—Il y a des jeunes qui ne vous valent pas, madame Tabary, dit Romillard, et je connais pas mal de camarades, qui seraient joliment contents si...
—Disons pas de bêtises, interrompit Louise. Quand on a un laideron pour femme, je ne dis pas, mais quand on est le mari d'Amélie Collinet, c'est autre chose... C'est qu'il n'y a pas à dire, avant d'avoir eu sa gosse, elle a été une des plus belles filles du Voyage, et sage avec ça, et douce et aimante... Toutes les qualités, quoi!
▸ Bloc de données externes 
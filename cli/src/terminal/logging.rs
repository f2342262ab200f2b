use colored::*;
use tracing::{Event, Level, Subscriber};
use tracing_indicatif::IndicatifLayer;
use tracing_indicatif::filter::IndicatifFilter;
use tracing_subscriber::EnvFilter;
use tracing_subscriber::fmt::{FormatEvent, FormattedFields};
use tracing_subscriber::fmt::format::{self, Writer};
use tracing_subscriber::layer::{Layer, SubscriberExt};
use tracing_subscriber::registry::LookupSpan;
use tracing_subscriber::util::SubscriberInitExt;

use crate::terminal::colors;

/// Glyph-prefixed event lines. With `show_scope`, the enclosing spans are
/// printed first, e.g. `[*] sweep:probe{host=ws01}: ...`.
pub struct SweepFormatter {
    show_scope: bool,
}

impl SweepFormatter {
    pub fn new(show_scope: bool) -> Self {
        Self { show_scope }
    }
}

impl<S, N> FormatEvent<S, N> for SweepFormatter
where
    S: Subscriber + for<'a> LookupSpan<'a>,
    N: for<'a> format::FormatFields<'a> + 'static,
{
    fn format_event(
        &self,
        ctx: &tracing_subscriber::fmt::FmtContext<'_, S, N>,
        mut writer: Writer<'_>,
        event: &Event<'_>,
    ) -> std::fmt::Result {
        let meta = event.metadata();

        let (symbol, color_func): (&str, fn(ColoredString) -> ColoredString) = match *meta.level() {
            Level::TRACE => ("[ ]", |s| s.dimmed()),
            Level::DEBUG => ("[?]", |s| s.color(colors::DENIED)),
            Level::INFO => ("[+]", |s| s.color(colors::PRIMARY).bold()),
            Level::WARN => ("[*]", |s| s.color(colors::ANOMALOUS).bold()),
            Level::ERROR => ("[-]", |s| s.red().bold()),
        };

        write!(writer, "{} ", color_func(symbol.into()))?;

        let scope = if self.show_scope { ctx.event_scope() } else { None };
        if let Some(scope) = scope {
            for span in scope.from_root() {
                write!(writer, "{}", span.name().color(colors::SEPARATOR))?;
                let extensions = span.extensions();
                let fields: Vec<&str> = extensions
                    .get::<FormattedFields<N>>()
                    .map(|fields| {
                        fields
                            .split(' ')
                            .filter(|field| !field.is_empty() && !field.starts_with("indicatif."))
                            .collect()
                    })
                    .unwrap_or_default();
                if !fields.is_empty() {
                    write!(writer, "{}", format!("{{{}}}", fields.join(" ")).as_str().color(colors::SEPARATOR))?;
                }
                write!(writer, "{}", ":".color(colors::SEPARATOR))?;
            }
            write!(writer, " ")?;
        }

        ctx.field_format().format_fields(writer.by_ref(), event)?;

        writeln!(writer)
    }
}

/// Filter used when `RUST_LOG` is not set.
pub fn default_directive(verbose: u8, quiet: u8) -> &'static str {
    match (quiet, verbose) {
        (1.., _) => "warn",
        (0, 0) => "info",
        (0, 1) => "debug",
        (0, 2..) => "trace",
    }
}

/// Installs the global subscriber: formatted events on stderr, drawn above
/// the progress bar of any span carrying `indicatif.pb_show`.
pub fn init_logging(verbose: u8, quiet: u8) {
    let filter = EnvFilter::try_from_default_env()
        .unwrap_or_else(|_| EnvFilter::new(default_directive(verbose, quiet)));

    let indicatif_layer = IndicatifLayer::new();
    let fmt_layer = tracing_subscriber::fmt::layer()
        .event_format(SweepFormatter::new(verbose > 0 && quiet == 0))
        .with_writer(indicatif_layer.get_stderr_writer());

    tracing_subscriber::registry()
        .with(filter)
        .with(fmt_layer)
        .with(indicatif_layer.with_filter(IndicatifFilter::new(false)))
        .init();
}

// ╔════════════════════════════════════════════╗
// ║ ████████╗███████╗███████╗████████╗███████╗ ║
// ║ ╚══██╔══╝██╔════╝██╔════╝╚══██╔══╝██╔════╝ ║
// ║    ██║   █████╗  ███████╗   ██║   ███████╗ ║
// ║    ██║   ██╔══╝  ╚════██║   ██║   ╚════██║ ║
// ║    ██║   ███████╗███████║   ██║   ███████║ ║
// ║    ╚═╝   ╚══════╝╚══════╝   ╚═╝   ╚══════╝ ║
// ╚════════════════════════════════════════════╝

#[cfg(test)]
mod tests {
    use std::io;
    use std::sync::{Arc, Mutex};

    use super::*;

    #[derive(Clone, Default)]
    struct Captured(Arc<Mutex<Vec<u8>>>);

    impl io::Write for Captured {
        fn write(&mut self, buf: &[u8]) -> io::Result<usize> {
            self.0.lock().unwrap().extend_from_slice(buf);
            Ok(buf.len())
        }

        fn flush(&mut self) -> io::Result<()> {
            Ok(())
        }
    }

    fn render(show_scope: bool) -> String {
        colored::control::set_override(false);
        let captured = Captured::default();
        let writer = captured.clone();
        let subscriber = tracing_subscriber::fmt()
            .event_format(SweepFormatter::new(show_scope))
            .with_writer(move || writer.clone())
            .with_max_level(Level::TRACE)
            .finish();

        tracing::subscriber::with_default(subscriber, || {
            let sweep = tracing::info_span!("sweep", indicatif.pb_show = true);
            let _sweep = sweep.enter();
            let probe = tracing::debug_span!("probe", host = %"ws01");
            let _probe = probe.enter();
            tracing::warn!("Probe against ws01 failed: The RPC server is unavailable.");
        });

        let bytes = captured.0.lock().unwrap().clone();
        String::from_utf8(bytes).unwrap()
    }

    #[test]
    fn events_carry_a_level_glyph() {
        assert_eq!(
            render(false),
            "[*] Probe against ws01 failed: The RPC server is unavailable.\n"
        );
    }

    #[test]
    fn scope_names_the_probed_host_without_progress_fields() {
        assert_eq!(
            render(true),
            "[*] sweep:probe{host=ws01}: Probe against ws01 failed: The RPC server is unavailable.\n"
        );
    }

    #[test]
    fn quiet_wins_over_verbose() {
        assert_eq!(default_directive(0, 0), "info");
        assert_eq!(default_directive(1, 0), "debug");
        assert_eq!(default_directive(5, 0), "trace");
        assert_eq!(default_directive(2, 1), "warn");
    }
}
C'est pas vrai, ce que je dis là?
—Ne me forcez pas à dire ce que je pense, répartit le dompteur, visiblement gêné par la tournure que prenait la conversation.
—Oui, c'est vrai! nous ne sommes pas là pour nous amuser. A vos santés, mes enfants! Ensuite, on va faire une petite partie.
—Un rams, c'est ça! dit Jean qui se leva, étendit un tapis sur la table et apporta un jeu de cartes.
Louise avait rapproché sa chaise de celle de François.
—A propos, dit-elle, on peut fumer ici. Et je vais donner l'exemple.
Et la première, elle alluma une cigarette.
On commença à jouer.
—Vous savez, dit Jean, la règle ordinaire... Quand il n'y a pas de rams, c'est la noce, tout le monde y va!